100_ゴリラは太らない
今回は本編ナンバリング100記念+投稿開始2ヶ月目記念で2話投稿予定です。
2話目は4時に投稿予定です。
まずは日常回、少し時間を遡ります。
100_ゴリラは太らない
これは列人とヴィルヘルムがアズイールの元に行っている時の話である。
その日、ミランダとジルはお留守番をしていた。
2人は優雅にお茶をしながら近況について語りあう。
この二人、昨日買い物に行って色々苦労話をしている内に意気投合した。
今日も男どもがいない内に愚痴合戦である。
「でも本当に男どもっていやよね。
レットはデリカシー0だし、ジーニーは研究バカだし、バクラさんはメリッサさんが絡むとサイコ入っているし。」
「ええ、わかります。うちの団長も基本脳筋ですし、鈍感ですし。」
「え!ヴィルヘルム団長ってそんな感じなの?
知的な大人のイメージがあったけど。

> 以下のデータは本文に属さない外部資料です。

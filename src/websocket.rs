// src/websocket.rs

use crate::{models::ClientMessage, state::ChatState};
use axum::{
    extract::{
        State, WebSocketUpgrade,
        ws::{Message, WebSocket},
    },
    response::IntoResponse,
};
use futures_util::{
    sink::SinkExt,
    stream::{SplitStream, StreamExt},
};
use tokio::sync::mpsc;
use uuid::Uuid;

/// The main handler for WebSocket connections.
pub async fn websocket_handler(
    ws: WebSocketUpgrade,
    State(state): State<ChatState>,
) -> impl IntoResponse {
    ws.on_upgrade(|socket| handle_socket(socket, state))
}

/// Manages the lifecycle of a connection. It is anonymous until it sends
/// `user_join`.
async fn handle_socket(socket: WebSocket, state: ChatState) {
    let conn = Uuid::new_v4();
    let (mut sender, receiver) = socket.split();
    let (tx, mut rx) = mpsc::unbounded_channel::<Message>();

    state.hub.lock().await.connect(conn, tx);
    tracing::info!(conn = %conn, "client connected");

    // The writer owns the sink so hub handlers never await a socket.
    let mut send_task = tokio::spawn(async move {
        while let Some(frame) = rx.recv().await {
            if sender.send(frame).await.is_err() {
                break;
            }
        }
    });

    let mut receive_task = tokio::spawn(read_from_client(receiver, conn, state.clone()));

    // Whichever side finishes first ends the connection.
    tokio::select! {
        _ = &mut receive_task => send_task.abort(),
        _ = &mut send_task => receive_task.abort(),
    }

    state.hub.lock().await.disconnect(conn);
    tracing::info!(conn = %conn, "client disconnected");
}

/// Reads frames from a client and feeds them to the hub in arrival order.
async fn read_from_client(mut receiver: SplitStream<WebSocket>, conn: Uuid, state: ChatState) {
    while let Some(Ok(frame)) = receiver.next().await {
        let text = match frame {
            Message::Text(text) => text,
            Message::Close(_) => break,
            // Pings are answered by axum; binary frames carry no events.
            _ => continue,
        };

        match serde_json::from_str::<ClientMessage>(text.as_str()) {
            Ok(event) => state.hub.lock().await.handle(conn, event),
            Err(e) => state.hub.lock().await.reject(conn, format!("invalid event: {e}")),
        }
    }
}
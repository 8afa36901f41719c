// src/reactions.rs

//! Emoji reactions on room messages.
//!
//! Reactions live on the [`ChatMessage`](crate::models::ChatMessage) record
//! itself, so these functions take the message's reaction list directly. The
//! list holds at most one entry per (emoji, user).

use chrono::{DateTime, Utc};

use crate::models::{ConnectionId, Reaction};

/// Add the reaction, or remove it if this user already reacted with `emoji`.
///
/// Returns the full updated list for broadcasting. Two identical calls
/// cancel out.
pub fn toggle<'a>(
    reactions: &'a mut Vec<Reaction>,
    emoji: &str,
    user_id: ConnectionId,
    username: &str,
    now: DateTime<Utc>,
) -> &'a [Reaction] {
    let existing = reactions.iter().position(|r| r.emoji == emoji && r.user_id == user_id);
    match existing {
        Some(index) => {
            reactions.remove(index);
        }
        None => reactions.push(Reaction {
            emoji: emoji.to_string(),
            user_id,
            username: username.to_string(),
            timestamp: now,
        }),
    }
    reactions
}

/// Remove only this user's `emoji` reaction, if any. Never adds.
pub fn remove_own<'a>(
    reactions: &'a mut Vec<Reaction>,
    emoji: &str,
    user_id: ConnectionId,
) -> &'a [Reaction] {
    reactions.retain(|r| !(r.emoji == emoji && r.user_id == user_id));
    reactions
}
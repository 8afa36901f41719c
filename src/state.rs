// src/state.rs

use crate::{
    models::{ClientMessage, ConnectionId, ErrorKind},
    router::{Dispatch, EventRouter},
    uploads::UploadStore,
};
use axum::extract::ws::{Message, Utf8Bytes};
use std::collections::HashMap;
use std::sync::Arc;
use tokio::sync::{Mutex, mpsc};

/// Outbound half of a connection: frames pushed here are written to the
/// socket by that connection's writer task.
pub type ClientSender = mpsc::UnboundedSender<Message>;

/// The event core plus the outbox of every open socket.
///
/// All mutation goes through one lock on the hub, and dispatches are queued on
/// the outboxes before the lock is released, so every recipient sees a room's
/// events in the order the router accepted them.
pub struct ChatHub {
    router: EventRouter,
    outboxes: HashMap<ConnectionId, ClientSender>,
}

impl ChatHub {
    pub fn new(router: EventRouter) -> Self {
        Self { router, outboxes: HashMap::new() }
    }

    /// Attach a freshly upgraded socket. It has no session until `user_join`.
    pub fn connect(&mut self, conn: ConnectionId, sender: ClientSender) {
        self.outboxes.insert(conn, sender);
    }

    pub fn handle(&mut self, conn: ConnectionId, event: ClientMessage) {
        let dispatches = self.router.handle(conn, event);
        self.deliver(dispatches);
    }

    /// Answer a frame that could not be parsed into an event.
    pub fn reject(&mut self, conn: ConnectionId, detail: String) {
        tracing::warn!(conn = %conn, error = %detail, "invalid frame");
        let dispatch = EventRouter::error(conn, ErrorKind::InvalidEvent, detail);
        self.deliver(vec![dispatch]);
    }

    /// Drop the socket and tear down its session. Idempotent.
    pub fn disconnect(&mut self, conn: ConnectionId) {
        self.outboxes.remove(&conn);
        let dispatches = self.router.disconnect(conn);
        self.deliver(dispatches);
    }

    pub fn router(&self) -> &EventRouter {
        &self.router
    }

    #[cfg(test)]
    fn connection_count(&self) -> usize {
        self.outboxes.len()
    }

    /// Serialize each dispatch once and queue it for every recipient still
    /// attached. Closed outboxes are skipped; their reader will disconnect.
    fn deliver(&self, dispatches: Vec<Dispatch>) {
        for Dispatch { recipients, message } in dispatches {
            if recipients.is_empty() {
                continue;
            }
            let text = match serde_json::to_string(&message) {
                Ok(text) => text,
                Err(e) => {
                    tracing::error!(error = %e, "failed to serialize outbound event");
                    continue;
                }
            };
            let frame = Message::Text(Utf8Bytes::from(text));
            for recipient in recipients {
                let Some(outbox) = self.outboxes.get(&recipient) else {
                    continue;
                };
                if outbox.send(frame.clone()).is_err() {
                    tracing::debug!(conn = %recipient, "outbox closed, dropping frame");
                }
            }
        }
    }
}

/// The application's shared state, handed to every axum handler.
#[derive(Clone)]
pub struct ChatState {
    pub hub: Arc<Mutex<ChatHub>>,
    pub uploads: Arc<UploadStore>,
}

impl ChatState {
    pub fn new(router: EventRouter, uploads: UploadStore) -> Self {
        Self {
            hub: Arc::new(Mutex::new(ChatHub::new(router))),
            uploads: Arc::new(uploads),
        }
    }
}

」
「そう思うでしょう。本人もできるだけ穏便に解決しようと努力はしてるんですよ。
それは認めます。でも最終的にはいつも武力行使なんですよ。」
「へえ、具体的には?」
「団長がある貴族の子息を訓練したのですが、その貴族の親が息子を虐待したと難癖付けてきたんです。
最初は団長もちゃんとした訓練である事を説明していたのですが、貴族の親は聞く耳を持たず最後には罵詈雑言を喚き散らして来ました。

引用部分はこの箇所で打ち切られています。